All Shares issued hereunder, including, without limitation, Shares
issued in connection with a dividend in Shares or a split or reverse split of
Shares, shall be fully paid and non-assessable. Except as otherwise provided by
the Trustees, Shareholders shall have no appraisal, preemptive or other right to
subscribe to any additional Shares or other securities issued by the Trust.
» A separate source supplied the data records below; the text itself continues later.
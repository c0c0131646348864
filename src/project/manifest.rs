use serde::{Deserialize, Serialize};
use std::{
    fs,
    path::{Path, PathBuf},
};
use thiserror::Error;

pub const MANIFEST_FILE: &str = "stella.toml";

#[derive(Debug, Clone, PartialEq, Eq, Serialize, Deserialize)]
pub struct Manifest {
    pub package: PackageSection,
    #[serde(default)]
    pub build: BuildSection,
}

#[derive(Debug, Clone, PartialEq, Eq, Serialize, Deserialize)]
pub struct PackageSection {
    pub name: String,
    #[serde(default = "default_entry")]
    pub entry: PathBuf,
}

#[derive(Debug, Clone, PartialEq, Eq, Serialize, Deserialize)]
pub struct BuildSection {
    #[serde(default = "default_out_dir")]
    pub out_dir: PathBuf,
    #[serde(default = "default_tab_size")]
    pub tab_size: usize,
}

impl Default for BuildSection {
    fn default() -> Self {
        Self {
            out_dir: default_out_dir(),
            tab_size: default_tab_size(),
        }
    }
}

fn default_entry() -> PathBuf {
    PathBuf::from("src/main.stella")
}

fn default_out_dir() -> PathBuf {
    PathBuf::from("tp")
}

fn default_tab_size() -> usize {
    2
}

#[derive(Debug, Error)]
pub enum ManifestError {
    #[error("failed to read {}: {source}", path.display())]
    Io {
        path: PathBuf,
        source: std::io::Error,
    },
    #[error("failed to parse {}: {message}", path.display())]
    Parse { path: PathBuf, message: String },
    #[error("no stella.toml found in {}", .0.display())]
    Missing(PathBuf),
    #[error("failed to serialize manifest: {0}")]
    Serialize(String),
}

impl Manifest {
    pub fn new(name: &str) -> Self {
        Self {
            package: PackageSection {
                name: name.to_string(),
                entry: default_entry(),
            },
            build: BuildSection::default(),
        }
    }

    pub fn load(path: &Path) -> Result<Self, ManifestError> {
        let content = fs::read_to_string(path).map_err(|source| ManifestError::Io {
            path: path.to_path_buf(),
            source,
        })?;
        Self::parse(path, &content)
    }

    pub fn parse(path: &Path, content: &str) -> Result<Self, ManifestError> {
        toml::from_str(content).map_err(|error| ManifestError::Parse {
            path: path.to_path_buf(),
            message: error.to_string(),
        })
    }

    /// Loads `stella.toml` from the module root `dir`.
    pub fn find(dir: &Path) -> Result<Self, ManifestError> {
        let path = dir.join(MANIFEST_FILE);
        if !path.is_file() {
            return Err(ManifestError::Missing(dir.to_path_buf()));
        }
        let manifest = Self::load(&path)?;
        tracing::debug!(
            path = %path.display(),
            name = %manifest.package.name,
            entry = %manifest.package.entry.display(),
            "loaded manifest"
        );
        Ok(manifest)
    }

    pub fn to_toml(&self) -> Result<String, ManifestError> {
        toml::to_string_pretty(self).map_err(|error| ManifestError::Serialize(error.to_string()))
    }

    pub fn entry_path(&self, root: &Path) -> PathBuf {
        root.join(&self.package.entry)
    }

    pub fn out_dir(&self, root: &Path) -> PathBuf {
        root.join(&self.build.out_dir)
    }
}

#[cfg(test)]
mod tests {
    use super::*;
    use indoc::indoc;

    #[test]
    fn missing_sections_fall_back_to_defaults() {
        let manifest = Manifest::parse(Path::new("stella.toml"), "[package]\nname = \"demo\"\n").unwrap();
        assert_eq!(manifest, Manifest::new("demo"));
        assert_eq!(manifest.build.tab_size, 2);
        assert_eq!(manifest.out_dir(Path::new("/p")), PathBuf::from("/p/tp"));
    }

    #[test]
    fn explicit_values_override_defaults() {
        let text = indoc! {r#"
            [package]
            name = "demo"
            entry = "app.stella"

            [build]
            out_dir = "go"
            tab_size = 4
        "#};
        let manifest = Manifest::parse(Path::new("stella.toml"), text).unwrap();
        assert_eq!(manifest.package.entry, PathBuf::from("app.stella"));
        assert_eq!(manifest.build.out_dir, PathBuf::from("go"));
        assert_eq!(manifest.build.tab_size, 4);
    }

    #[test]
    fn round_trips_through_toml() {
        let manifest = Manifest::new("demo");
        let text = manifest.to_toml().unwrap();
        assert_eq!(Manifest::parse(Path::new("stella.toml"), &text).unwrap(), manifest);
    }

    #[test]
    fn reports_parse_errors_with_path() {
        let err = Manifest::parse(Path::new("bad/stella.toml"), "[package\n").unwrap_err();
        assert!(matches!(err, ManifestError::Parse { .. }));
        assert!(err.to_string().starts_with("failed to parse bad/stella.toml"));
    }
}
Section 2. Ownership of Shares. The Ownership of Shares of each
Series and Class shall be recorded separately on the books of the Trust or by
one or more transfer, sub-transfer or similar agents on behalf of the Trust. No
certificates certifying the ownership of Shares shall be issued except as the
Trustees may otherwise determine from time to time. The Trustees may make such
rules as they consider appropriate for the issuance of Share certificates, the
transfer of Shares of each Series (or Class) and similar matters. The record
books of the Trust as kept by the Trust or by one or more transfer, sub-transfer
or similar agents, as the case may be, shall be conclusive as to the identity of
the Shareholders of each Series (or Class) and as to the number of Shares of
each Series (or Class) held from time to time by each Shareholder.
Section 3. Transfer of Shares. Except as otherwise provided by the
Trustees, Shares shall be transferable on the books of the Trust only by the
record holder thereof or by his duly authorized agent upon delivery to the
Trustees or the Trust's transfer agent of a duly executed instrument of
transfer, together with a Share certificate if one is outstanding, and such
evidence of the genuineness of the execution and authorization thereof as may be
required by the Trustees and of such other matters as may be required by the
Trustees. Upon such delivery, and subject to any further requirements specified
by the Trustees or contained in the By-Laws, the transfer shall be recorded on
the books of the Trust. Until a transfer is so recorded, the Shareholder of
record of Shares shall be deemed to be the holder of such Shares for all
purposes hereunder and neither the Trustees nor the Trust, nor any transfer
agent, Shareholder servicing agent or similar agent, any officer, employee or
agent of the Trust, shall be affected by any notice of a proposed transfer.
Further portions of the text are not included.